Maybe it's because I have Chows and a Rottie mix. I've never had anyone comment on my dogs. I imagine how it would piss you off. I probably wouldn't be able to bite my tongue if someone said anything about mine. 

Go ahead and tell them off next time. We all will still love you here!


----------



## CavePaws (Jan 25, 2011)

Oh gosh, the skinny thing! Trust me I know that one. I've gotten told I'm a bad pet owner because of how malnourished my dog looked. Ya, well, news flash. The dog eats about 2 lbs of food a day to maintain that weight. Yes, her ribs show a bit too much but she is also loaded with muscle. We've had so many tests done to see if there is something wrong with her and they could find nothing. Since she is a mixed breed we have no idea if she has some sort of sight hound in her or if her metabolism is just extremely high.

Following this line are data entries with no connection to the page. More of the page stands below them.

#[cfg(test)]
mod tests {
    use super::*;
    use crate::ast::{col, constant, count_star, func, int, interval, null, text};
    use crate::dialect::{MYSQL, POSTGRES, SQLITE};

    fn pg(expr: Expr) -> String {
        expr.render(&POSTGRES).unwrap().sql
    }

    #[test]
    fn test_column_paths() {
        assert_eq!(pg(col("id")), "id");
        assert_eq!(pg(col("users.id")), "users.id");
        assert_eq!(pg(col("public.users.id")), "public.users.id");
        assert_eq!(pg(col("users.order")), "users.\"order\"");
        assert_eq!(pg(col("users.*")), "users.*");
        assert_eq!(pg(col("public.Order.id")), "public.\"Order\".id");
    }

    #[test]
    fn test_precedence_parens() {
        let e = col("a").add(col("b")).mul(col("c"));
        assert_eq!(pg(e), "(a + b) * c");

        let e = col("a").mul(col("b")).add(col("c"));
        assert_eq!(pg(e), "a * b + c");

        let e = col("a").sub(col("b").sub(col("c")));
        assert_eq!(pg(e), "a - (b - c)");

        let e = col("x").eq(1).or(col("y").eq(2)).and(col("z").eq(3));
        assert_eq!(pg(e), "(x = $1 OR y = $2) AND z = $3");

        let e = col("x").eq(1).and(col("y").eq(2)).or(col("z").eq(3));
        assert_eq!(pg(e), "x = $1 AND y = $2 OR z = $3");
    }

    #[test]
    fn test_nested_comparisons_are_parenthesized() {
        let e = col("a").gt(col("b")).eq(col("c").gt(col("d")));
        assert_eq!(pg(e), "(a > b) = (c > d)");

        let e = col("a").is_null().eq(constant(true));
        assert_eq!(pg(e), "(a IS NULL) = TRUE");

        let e = col("a").between(1, 2).eq(constant(false));
        assert_eq!(pg(e), "(a BETWEEN $1 AND $2) = FALSE");

        let e = col("a").add(1).eq(col("b"));
        assert_eq!(pg(e), "a + $1 = b");
    }

    #[test]
    fn test_unary() {
        assert_eq!(pg(col("a").eq(1).and(col("b").eq(2)).not()), "NOT (a = $1 AND b = $2)");
        assert_eq!(pg(col("a").is_null()), "a IS NULL");
        assert_eq!(pg(col("a").eq(1).is_not_null()), "(a = $1) IS NOT NULL");
        assert_eq!(pg(-(-col("a"))), "-(-a)");
    }

    #[test]
    fn test_ops_traits() {
        let e = (col("a") + 1) * 2;
        assert_eq!(pg(e), "(a + $1) * $2");
    }

    #[test]
    fn test_in_and_between() {
        let q = col("id").in_list([1, 2, 3]).render(&POSTGRES).unwrap();
        assert_eq!(q.sql, "id IN ($1, $2, $3)");
        assert_eq!(q.params.len(), 3);

        assert_eq!(pg(col("age").between(18, 65)), "age BETWEEN $1 AND $2");
        assert_eq!(pg(col("age").not_between(1, 2)), "age NOT BETWEEN $1 AND $2");
    }

    #[test]
    fn test_empty_in_list_fails() {
        let err = col("id").in_list(Vec::<i64>::new()).render(&POSTGRES).unwrap_err();
        assert!(err.to_string().contains("empty IN list"));
    }

    #[test]
    fn test_null_renders_inline() {
        let q = col("a").eq(Value::Null).render(&POSTGRES).unwrap();
        assert_eq!(q.sql, "a = NULL");
        assert!(q.params.is_empty());
        assert_eq!(pg(null()), "NULL");
    }

    #[test]
    fn test_constant_per_dialect() {
        assert_eq!(constant(true).render(&POSTGRES).unwrap().sql, "TRUE");
        assert_eq!(constant(true).render(&MYSQL).unwrap().sql, "1");
        assert_eq!(constant(false).render(&SQLITE).unwrap().sql, "0");
    }

    #[test]
    fn test_concat_per_dialect() {
        let e = col("first").concat(text(" ")).concat(col("last"));
        assert_eq!(e.render(&POSTGRES).unwrap().sql, "first || $1 || last");
        assert_eq!(
            e.render(&MYSQL).unwrap().sql,
            "CONCAT(CONCAT(first, ?), last)"
        );
    }

    #[test]
    fn test_function_names_validated() {
        assert_eq!(pg(count_star()), "COUNT(*)");
        assert_eq!(pg(func("pg_catalog.lower", [col("a")])), "pg_catalog.lower(a)");

        let err = func("lower(a); DROP TABLE x; --", [int(1)]).render(&POSTGRES).unwrap_err();
        assert!(err.to_string().contains("function name"));
    }

    #[test]
    fn test_cast() {
        assert_eq!(pg(col("a").cast("numeric(10, 2)")), "CAST(a AS numeric(10, 2))");
        assert!(col("a").cast("int); --").render(&POSTGRES).is_err());
        assert_eq!(
            pg(col("a").cast("timestamp(3) with time zone")),
            "CAST(a AS timestamp(3) with time zone)"
        );
        assert_eq!(pg(col("a").cast("integer[]")), "CAST(a AS integer[])");
    }

    #[test]
    fn test_cast_rejects_parenthesized_injection() {
        let err = col("a").cast("int) OR (1").render(&POSTGRES).unwrap_err();
        assert!(matches!(err, crate::error::SqlError::UnsupportedConstruct { .. }));

        let filtered = col("a").cast("int) OR (1").eq(int(1));
        assert!(filtered.render(&POSTGRES).is_err());
    }

    #[test]
    fn test_interval_binds_text() {
        let q = interval("1 day").render(&MYSQL).unwrap();
        assert_eq!(q.sql, "INTERVAL ?");
        assert_eq!(q.params, vec![Value::Text("1 day".into())]);
    }
}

Either way, yes, whenever I'm told my dog is too skinny or unhealthy looking by someone I just want to slap them and tell them they don't know anything about this dog so it is not their place to judge. >:|

And I completely agree, rolling over is much better than shrieking. The only thing I would be concerned about is if when she is rolled onto her back is she shaking, not taking treats, turning her head completely away? You don't want her shutting down. I would try to just get her up when she has rolled over, walk away, ask for a sit, then re-approach the dogs. :] Use a happy tone, not one that sounds worried at all.


----------



## DaneMama (Jun 27, 2008)

Jon's mom says comments about the Danes being just big and dumb that really bugs me. I just tune her out on that one. She also says that she understands feeding Shiloh raw since she is part wolf but the Danes don't need it since they're "just dogs" :frown:

I tend to think of it this way, don't worry about things you cant control. You can't control what others say or think....but you can control how you respond. You know Tessie is healthy and that's all that matters. Tell them to do a little research into IGs before they judge. Or just don't care about what they say.


----------



## minnieme (Jul 6, 2011)

Caty M said:


> Bishop doesn't really get any comments, you can't tell his weight because he is so fluffy and he has no behavioral problems, but Tessie.. well, she's an Italian greyhound so she's skinny, plus she's probably on the low end of a healthy weight for them. You can see all her ribs' outlines and her hips when she is standing, I don't mind it at all, she eats a TON (5-6% of her adult weight) and she is very active plus is only four months old, but sometimes I get mean comments about it by people. "Feed your dog!!", "Um.. are you SURE that's healthy?", one lady walking away from me telling her husband "she can't be a good dog owner if she is letting her dog get that thin".. etc.
> 
> She is also timid around other dogs and I bring her to the park for socialization. I am still treating her every time she sees a dog and she is getting WORLDS better. She will now even chase and play with other dogs as long as they don't start to chase her. :redface: Then she gets a bit scared. Mostly she just sticks close to me.
> 
> ...


Few people other than my mother have said anything about Minnie's weight. She is SO thin right now...and it breaks my heart, so I am SUPER sensitive if anyone else comments on it. It's hard for me to "shake it off" or just "not care" because I do have my own concerns and wish she could gain weight a little faster. At night when I'm petting her before she goes to bed, and all I feel is bones, I sometimes doubt my decision to feed raw. I gain clarity after a good night's rest though.  Just can't wait until she fleshes out a bit....(a LOT)


----------



## Tobi (Mar 18, 2011)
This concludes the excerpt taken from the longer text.